Erfahren Sie mehr über den Einsatz der Tchibo Tierwohl Policy in unserem neuen „5 Tassen täglich“ Podcast mit Sabrina Müller (Tchibo), Denise Schmidt (VIER PFOTEN) und Frank Schmidt (PETA): „Für Kühe, Schafe & Gänse: Wie viel Tierleid steckt in unserer Kleidung und welche Alternativen gibt es?“ Auf tchibo.de/podcast und überall, wo es Podcasts gibt.

Die Presseinformation als PDF zum Download finden Sie hier.
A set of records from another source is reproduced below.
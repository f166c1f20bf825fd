//! stacharvest CLI — harvest planetary-science data services into STAC
//! catalogs.
//!
//! Discovers registered services, extracts per-collection metadata,
//! transforms it into validated STAC records, and ingests the result into a
//! destination catalog.

mod commands;

use clap::Parser;
use color_eyre::eyre::Result;

use commands::Cli;

#[tokio::main]
async fn main() -> Result<()> {
    color_eyre::install()?;
    let cli = Cli::parse();
    commands::init_tracing(&cli);
    commands::run(cli).await
}
//! Extractor family: one implementation per source protocol, behind a single
//! contract.
//!
//! An extractor is bound to one [`ExternalService`] and can enumerate the
//! collections the service exposes and pull a collection's raw item records
//! as a lazy, finite, paged stream. Protocol differences — pagination,
//! query shape, response parsing — stay inside the protocol modules.
//!
//! The stream is intentionally *not* restartable: it mirrors an on-the-wire
//! cursor, and re-extraction means calling [`Extractor::extract`] again.
//! Peak memory is bounded by one page of records regardless of collection
//! size.

pub mod epntap;
pub mod pdsode;
pub mod wfs;

use std::collections::VecDeque;
use std::time::Duration;

use reqwest::Client;
use tracing::debug;

use stacharvest_shared::config::ExtractConfig;
use stacharvest_shared::{ExternalService, ExternalServiceType, HarvestError, Result, SourceCollection};

pub use epntap::EpntapExtractor;
pub use pdsode::PdsOdeExtractor;
pub use stacharvest_shared::schemas::RawRecord;
pub use wfs::WfsExtractor;

/// User-Agent string for source service requests.
const USER_AGENT: &str = concat!("stacharvest/", env!("CARGO_PKG_VERSION"));

// ---------------------------------------------------------------------------
// Record stream
// ---------------------------------------------------------------------------

/// One page of records plus the advanced cursor, as returned by a pager.
pub(crate) struct Page {
    pub records: Vec<RawRecord>,
    /// False once the source reports no further records.
    pub has_more: bool,
}

/// Protocol-specific page fetchers. Each holds its own explicit cursor; there
/// is no reset — a fresh extraction builds a fresh pager.
pub(crate) enum Pager {
    PdsOde(pdsode::PdsOdePager),
    Epntap(epntap::EpntapPager),
    Wfs(wfs::WfsPager),
}

impl Pager {
    async fn next_page(&mut self) -> Result<Page> {
        match self {
            Self::PdsOde(pager) => pager.next_page().await,
            Self::Epntap(pager) => pager.next_page().await,
            Self::Wfs(pager) => pager.next_page().await,
        }
    }
}

/// A lazy, finite sequence of raw records for one collection.
///
/// At most one page is buffered. Errors terminate the stream: after an `Err`,
/// further calls return `Ok(None)`.
pub struct RecordStream {
    pager: Pager,
    buffer: VecDeque<RawRecord>,
    /// Cap on total records yielded, when configured.
    max_items: Option<u64>,
    yielded: u64,
    exhausted: bool,
}

impl RecordStream {
    pub(crate) fn new(pager: Pager, max_items: Option<u64>) -> Self {
        Self {
            pager,
            buffer: VecDeque::new(),
            max_items,
            yielded: 0,
            exhausted: false,
        }
    }

    /// Pull the next record, fetching the next page when the buffer drains.
    pub async fn next_record(&mut self) -> Result<Option<RawRecord>> {
        loop {
            if self.max_items.is_some_and(|max| self.yielded >= max) {
                self.exhausted = true;
                self.buffer.clear();
            }
            if let Some(record) = self.buffer.pop_front() {
                self.yielded += 1;
                return Ok(Some(record));
            }
            if self.exhausted {
                return Ok(None);
            }

            let page = match self.pager.next_page().await {
                Ok(page) => page,
                Err(e) => {
                    self.exhausted = true;
                    return Err(e);
                }
            };
            debug!(records = page.records.len(), has_more = page.has_more, "page fetched");
            if !page.has_more {
                self.exhausted = true;
            }
            if page.records.is_empty() && self.exhausted {
                return Ok(None);
            }
            self.buffer.extend(page.records);
        }
    }

    /// Number of records yielded so far.
    pub fn yielded(&self) -> u64 {
        self.yielded
    }
}

/// Result of binding an extraction to a collection: its metadata plus the
/// lazy record stream.
pub struct Extraction {
    pub collection: SourceCollection,
    pub records: RecordStream,
}

// ---------------------------------------------------------------------------
// Extractor selection
// ---------------------------------------------------------------------------

/// The closed set of protocol extractors.
///
/// Selection is a static match on the service's declared type; there is no
/// runtime type inspection and no global extractor table.
pub enum Extractor {
    Epntap(EpntapExtractor),
    PdsOde(PdsOdeExtractor),
    Wfs(WfsExtractor),
}

impl Extractor {
    /// Select and bind the extractor matching the service's declared type.
    pub fn for_service(service: &ExternalService, options: &ExtractConfig) -> Result<Self> {
        match service.service_type {
            ExternalServiceType::Epntap => {
                Ok(Self::Epntap(EpntapExtractor::new(service.clone(), options)?))
            }
            ExternalServiceType::PdsOde => {
                Ok(Self::PdsOde(PdsOdeExtractor::new(service.clone(), options)?))
            }
            ExternalServiceType::Wfs => {
                Ok(Self::Wfs(WfsExtractor::new(service.clone(), options)?))
            }
        }
    }

    /// Protocol this extractor speaks.
    pub fn service_type(&self) -> ExternalServiceType {
        match self {
            Self::Epntap(_) => ExternalServiceType::Epntap,
            Self::PdsOde(_) => ExternalServiceType::PdsOde,
            Self::Wfs(_) => ExternalServiceType::Wfs,
        }
    }

    /// Enumerate the collections the bound service exposes.
    pub async fn service_collections(&self) -> Result<Vec<SourceCollection>> {
        match self {
            Self::Epntap(extractor) => extractor.service_collections().await,
            Self::PdsOde(extractor) => extractor.service_collections().await,
            Self::Wfs(extractor) => extractor.service_collections().await,
        }
    }

    /// Start an extraction of one collection: collection metadata plus a lazy
    /// record stream.
    pub async fn extract(&self, collection_id: &str) -> Result<Extraction> {
        match self {
            Self::Epntap(extractor) => extractor.extract(collection_id).await,
            Self::PdsOde(extractor) => extractor.extract(collection_id).await,
            Self::Wfs(extractor) => extractor.extract(collection_id).await,
        }
    }
}

// ---------------------------------------------------------------------------
// Shared helpers for protocol modules
// ---------------------------------------------------------------------------

/// Check the service's declared type against the extractor's protocol.
pub(crate) fn check_service_type(
    service: &ExternalService,
    expected: ExternalServiceType,
) -> Result<()> {
    if service.service_type != expected {
        return Err(HarvestError::unsupported_service_type(
            expected.as_str(),
            service.service_type.as_str(),
        ));
    }
    Ok(())
}

/// Build the HTTP client used for source service calls.
pub(crate) fn build_client(options: &ExtractConfig) -> Result<Client> {
    Client::builder()
        .user_agent(USER_AGENT)
        .redirect(reqwest::redirect::Policy::limited(5))
        .timeout(Duration::from_secs(options.timeout_secs))
        .build()
        .map_err(|e| HarvestError::Extraction(format!("failed to build HTTP client: {e}")))
}

/// Issue a GET returning JSON, mapping transport and HTTP failures to
/// [`HarvestError::Extraction`].
pub(crate) async fn get_json(
    client: &Client,
    url: &str,
    query: &[(&str, String)],
) -> Result<serde_json::Value> {
    let response = client
        .get(url)
        .query(query)
        .send()
        .await
        .map_err(|e| HarvestError::Extraction(format!("{url}: {e}")))?;

    let status = response.status();
    if !status.is_success() {
        return Err(HarvestError::Extraction(format!("{url}: HTTP {status}")));
    }

    response
        .json()
        .await
        .map_err(|e| HarvestError::Extraction(format!("{url}: invalid JSON: {e}")))
}
//! Source metadata schemas for the harvested protocols, plus the schema-doc
//! lookup backing the `schemas` CLI command.
//!
//! | Schema       | Collection metadata | Item metadata     |
//! |--------------|---------------------|-------------------|
//! | `PDSODE`     | [`PdsOdeIiptSet`]   | [`PdsOdeProduct`] |
//! | `EPNTAP`     | —                   | [`EpntapGranule`] |
//! | `MARSSI_WFS` | —                   | [`WfsFeature`]    |
//! | `STAC`       | `StacCollection`    | `StacItem`        |
//!
//! Raw records are transient: created by an extractor, consumed by a
//! transformer, never persisted beyond the extraction artifact. Field
//! requiredness is enforced by the transformers, not by deserialization, so
//! that an incomplete upstream record surfaces as a schema-input error rather
//! than a parse failure.

use schemars::JsonSchema;
use serde::{Deserialize, Deserializer, Serialize};

use crate::error::{HarvestError, Result};
use crate::stac::{StacCollection, StacItem};

// ---------------------------------------------------------------------------
// Schema identifiers
// ---------------------------------------------------------------------------

/// Declared schema of raw records produced by an extractor.
#[derive(Debug, Clone, Copy, PartialEq, Eq, Hash, Serialize, Deserialize)]
pub enum SourceSchema {
    #[serde(rename = "PDSODE")]
    PdsOde,
    #[serde(rename = "EPNTAP")]
    Epntap,
    #[serde(rename = "MARSSI_WFS")]
    MarssiWfs,
}

impl SourceSchema {
    pub fn as_str(&self) -> &'static str {
        match self {
            Self::PdsOde => "PDSODE",
            Self::Epntap => "EPNTAP",
            Self::MarssiWfs => "MARSSI_WFS",
        }
    }
}

impl std::fmt::Display for SourceSchema {
    fn fmt(&self, f: &mut std::fmt::Formatter<'_>) -> std::fmt::Result {
        f.write_str(self.as_str())
    }
}
#[cfg(test)]
mod tests {
    use super::*;
    use std::path::PathBuf;
    use std::sync::Mutex;

    use stacharvest_shared::stac::{StacCollection, StacItem};
    use wiremock::matchers::{method, query_param};
    use wiremock::{Mock, MockServer, ResponseTemplate};

    /// Test double for the ingest boundary, recording item ids and failing
    /// on request.
    #[derive(Default)]
    struct MockIngestor {
        items: Mutex<Vec<String>>,
        fail_on: Option<String>,
    }

    impl Ingest for MockIngestor {
        async fn put_collection(
            &self,
            collection: &StacCollection,
            _update_if_exists: bool,
        ) -> Result<String> {
            Ok(format!("mock://collections/{}", collection.id))
        }

        async fn put_item(
            &self,
            _collection_id: &str,
            item: &StacItem,
            _update_if_exists: bool,
        ) -> Result<()> {
            if self.fail_on.as_deref() == Some(item.id.as_str()) {
                return Err(HarvestError::Ingest(format!("item `{}` rejected", item.id)));
            }
            self.items.lock().unwrap().push(item.id.clone());
            Ok(())
        }
    }

    /// Spin up a mock PDS-ODE service and a config rooted in a temp dir.
    async fn pdsode_harness(tag: &str) -> (MockServer, PathBuf, AppConfig) {
        let server = MockServer::start().await;

        let iipy =
            std::fs::read_to_string("../../../fixtures/records/pdsode-iipy-response.json")
                .expect("read iipy fixture");
        Mock::given(method("GET"))
            .and(query_param("query", "iipy"))
            .respond_with(ResponseTemplate::new(200).set_body_string(iipy))
            .mount(&server)
            .await;

        let page =
            std::fs::read_to_string("../../../fixtures/records/pdsode-products-page.json")
                .expect("read products fixture");
        Mock::given(method("GET"))
            .and(query_param("query", "product"))
            .respond_with(ResponseTemplate::new(200).set_body_string(page))
            .mount(&server)
            .await;

        let root = std::env::temp_dir().join(format!("sh-crawler-{tag}-{}", uuid::Uuid::now_v7()));
        let registry_dir = root.join("services");
        std::fs::create_dir_all(&registry_dir).unwrap();
        let service = serde_json::json!({
            "title": "PDS ODE API",
            "description": "mock ODE service",
            "providers": [{"name": "ODE", "roles": ["host"]}],
            "type": "PDSODE",
            "url": server.uri(),
            "ssys:targets": ["Mars"]
        });
        std::fs::write(
            registry_dir.join("pdsode.json"),
            serde_json::to_string_pretty(&service).unwrap(),
        )
        .unwrap();

        let mut config = AppConfig::default();
        config.registry.local_dir = registry_dir.display().to_string();
        config.datastore.source_data_dir = root.join("source").display().to_string();
        config.datastore.stac_data_dir = root.join("stac").display().to_string();
        config.extract.page_size = 2;
        config.extract.timeout_secs = 5;

        (server, root, config)
    }

    #[tokio::test]
    async fn init_datastore_indexes_declared_collections() {
        let (_server, root, config) = pdsode_harness("init").await;
        let crawler = Crawler::new(config).await.unwrap();

        let count = crawler.init_datastore().await.expect("init datastore");
        assert_eq!(count, 2);

        let collections = crawler
            .list_source_collections(&CollectionFilters::default())
            .await
            .unwrap();
        let ids: Vec<&str> = collections
            .iter()
            .map(|c| c.collection_id.as_str())
            .collect();
        assert_eq!(ids, vec!["MRO_HIRISE_RDRV11", "ODY_THEMIS_VISGEO"]);

        let _ = std::fs::remove_dir_all(&root);
    }

    #[tokio::test]
    async fn extract_writes_paged_artifacts() {
        let (_server, root, config) = pdsode_harness("extract").await;
        let crawler = Crawler::new(config).await.unwrap();
        crawler.init_datastore().await.unwrap();

        let report = crawler
            .extract_collection("MRO_HIRISE_RDRV11", false)
            .await
            .expect("extract");
        assert_eq!(report.succeeded, 4);
        assert!(report.content_hash.is_some());

        let collection = crawler
            .list_source_collections(&CollectionFilters {
                extracted: Some(true),
                ..Default::default()
            })
            .await
            .unwrap()
            .remove(0);
        // Metadata file plus two pages of two records.
        assert_eq!(collection.extracted_files.len(), 3);
        assert!(root
            .join("source/MRO_HIRISE_RDRV11/MRO_HIRISE_RDRV11_002.json")
            .is_file());

        // A second run without overwrite is a no-op.
        let rerun = crawler
            .extract_collection("MRO_HIRISE_RDRV11", false)
            .await
            .unwrap();
        assert_eq!(rerun.succeeded, 0);

        let _ = std::fs::remove_dir_all(&root);
    }

    #[tokio::test]
    async fn transform_streams_pages_into_validated_items() {
        let (_server, root, config) = pdsode_harness("transform").await;
        let crawler = Crawler::new(config).await.unwrap();
        crawler.init_datastore().await.unwrap();

        // Not extracted yet: transform pulls extraction in first.
        let report = crawler
            .transform_collection("MRO_HIRISE_RDRV11", false)
            .await
            .expect("transform");
        assert_eq!(report.succeeded, 4);
        assert_eq!(report.skipped_invalid, 0);

        let items_path = root.join("stac/MRO_HIRISE_RDRV11/items.ndjson");
        let content = std::fs::read_to_string(&items_path).unwrap();
        assert_eq!(content.lines().count(), 4);
        for line in content.lines() {
            let item: StacItem = serde_json::from_str(line).unwrap();
            item.validate().expect("persisted items are valid");
        }

        let collection_json =
            std::fs::read_to_string(root.join("stac/MRO_HIRISE_RDRV11/collection.json")).unwrap();
        let stac_collection: StacCollection = serde_json::from_str(&collection_json).unwrap();
        stac_collection.validate().unwrap();
        assert_eq!(stac_collection.id, "MRO_HIRISE_RDRV11");
        // Extent accumulated from the transformed items.
        assert_eq!(
            stac_collection.extent.temporal.interval[0][0].as_deref(),
            Some("2007-03-25T10:15:32.733Z")
        );

        // Idempotence: re-transforming unchanged artifacts is byte-identical.
        crawler
            .transform_collection("MRO_HIRISE_RDRV11", true)
            .await
            .unwrap();
        assert_eq!(std::fs::read_to_string(&items_path).unwrap(), content);

        let _ = std::fs::remove_dir_all(&root);
    }

    #[tokio::test]
    async fn ingest_skips_and_reports_failed_items() {
        let (_server, root, config) = pdsode_harness("ingest").await;
        let crawler = Crawler::new(config).await.unwrap();
        crawler.init_datastore().await.unwrap();
        crawler
            .transform_collection("MRO_HIRISE_RDRV11", false)
            .await
            .unwrap();

        let ingestor = MockIngestor {
            fail_on: Some("PSP_003158_1985".into()),
            ..Default::default()
        };
        let report = crawler
            .ingest_collection_with("MRO_HIRISE_RDRV11", &ingestor, false)
            .await
            .expect("ingest");
        // The fixture pair appears twice (two pages), both copies rejected.
        assert_eq!(report.succeeded, 2);
        assert_eq!(report.failed, 2);

        // Failed items leave the collection not fully ingested.
        let collection = crawler
            .list_source_collections(&CollectionFilters::default())
            .await
            .unwrap()
            .remove(0);
        assert!(!collection.ingested);
        assert_eq!(
            collection.stac_url.as_deref(),
            Some("mock://collections/MRO_HIRISE_RDRV11")
        );

        // A clean destination ingests everything and marks the collection.
        let ingestor = MockIngestor::default();
        let report = crawler
            .ingest_collection_with("MRO_HIRISE_RDRV11", &ingestor, true)
            .await
            .unwrap();
        assert_eq!(report.succeeded, 4);
        assert_eq!(ingestor.items.lock().unwrap().len(), 4);

        let _ = std::fs::remove_dir_all(&root);
    }

    #[tokio::test]
    async fn process_isolates_collection_failures() {
        let (server, root, config) = pdsode_harness("process").await;
        let crawler = Crawler::new(config).await.unwrap();
        crawler.init_datastore().await.unwrap();

        // The THEMIS product query fails; the HiRISE one succeeds.
        server.reset().await;
        let iipy =
            std::fs::read_to_string("../../../fixtures/records/pdsode-iipy-response.json").unwrap();
        Mock::given(method("GET"))
            .and(query_param("query", "iipy"))
            .respond_with(ResponseTemplate::new(200).set_body_string(iipy))
            .mount(&server)
            .await;
        let page =
            std::fs::read_to_string("../../../fixtures/records/pdsode-products-page.json").unwrap();
        Mock::given(method("GET"))
            .and(query_param("query", "product"))
            .and(query_param("ihid", "MRO"))
            .respond_with(ResponseTemplate::new(200).set_body_string(page))
            .mount(&server)
            .await;
        Mock::given(method("GET"))
            .and(query_param("query", "product"))
            .and(query_param("ihid", "ODY"))
            .respond_with(ResponseTemplate::new(500))
            .mount(&server)
            .await;

        let outcomes = crawler
            .process_collections(&CollectionFilters::default(), false)
            .await
            .expect("process run");

        assert_eq!(outcomes.len(), 2);
        let hirise = &outcomes[0];
        assert_eq!(hirise.collection_id, "MRO_HIRISE_RDRV11");
        assert!(hirise.error.is_none());
        assert_eq!(hirise.extract.as_ref().unwrap().succeeded, 4);
        assert_eq!(hirise.transform.as_ref().unwrap().succeeded, 4);
        // No STAC API configured: ingest stage is skipped, not failed.
        assert!(hirise.ingest.is_none());

        let themis = &outcomes[1];
        assert!(themis.error.is_some());
        assert!(themis.extract.is_none());

        let _ = std::fs::remove_dir_all(&root);
    }

    #[tokio::test]
    async fn unknown_collection_is_an_error() {
        let (_server, root, config) = pdsode_harness("unknown").await;
        let crawler = Crawler::new(config).await.unwrap();
        crawler.init_datastore().await.unwrap();

        let err = crawler
            .extract_collection("NOT_A_COLLECTION", false)
            .await
            .unwrap_err();
        assert!(err.to_string().contains("not in the datastore"));

        let _ = std::fs::remove_dir_all(&root);
    }
}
Weitere Informationen für Journalisten:

Sandra Coy, Tchibo GmbH, Sprecherin Unternehmensverantwortung & Qualität
Telefon: +49 40 6387-2818
E-Mail: sandra.coy@tchibo.de


Über Tchibo
Tchibo steht für ein einzigartiges Geschäftsmodell. In acht Ländern betreibt Tchibo rund 900 Shops, über 24.300 Depots im Einzelhandel sowie nationale Online-Shops. Über dieses Multichannel-Vertriebssystem bietet das Unternehmen neben Kaffee und den Einzelportionssystemen Cafissimo und Qbo die wöchentlich wechselnden Non Food Sortimente und Dienstleistungen, wie Reisen oder Mobilfunk, an. Tchibo erzielte 2019 mit international rund 11.450 Mitarbeitern 3,12 Milliarden Euro Umsatz. Tchibo ist Röstkaffee-Marktführer in Deutschland, Österreich, Tschechien und Ungarn und gehört zu den führenden E-Commerce-Firmen in Europa.

Für seine nachhaltige Geschäftspolitik wurde das 1949 in Hamburg gegründete Familienunternehmen mehrfach ausgezeichnet: 2012 mit dem Preis für Unternehmensethik und dem Umweltpreis Logistik sowie 2013 mit den CSR-Preisen der Bundesregierung und der EU. 2016 wurde Tchibo als nachhaltigstes Großunternehmen Deutschlands ausgezeichnet.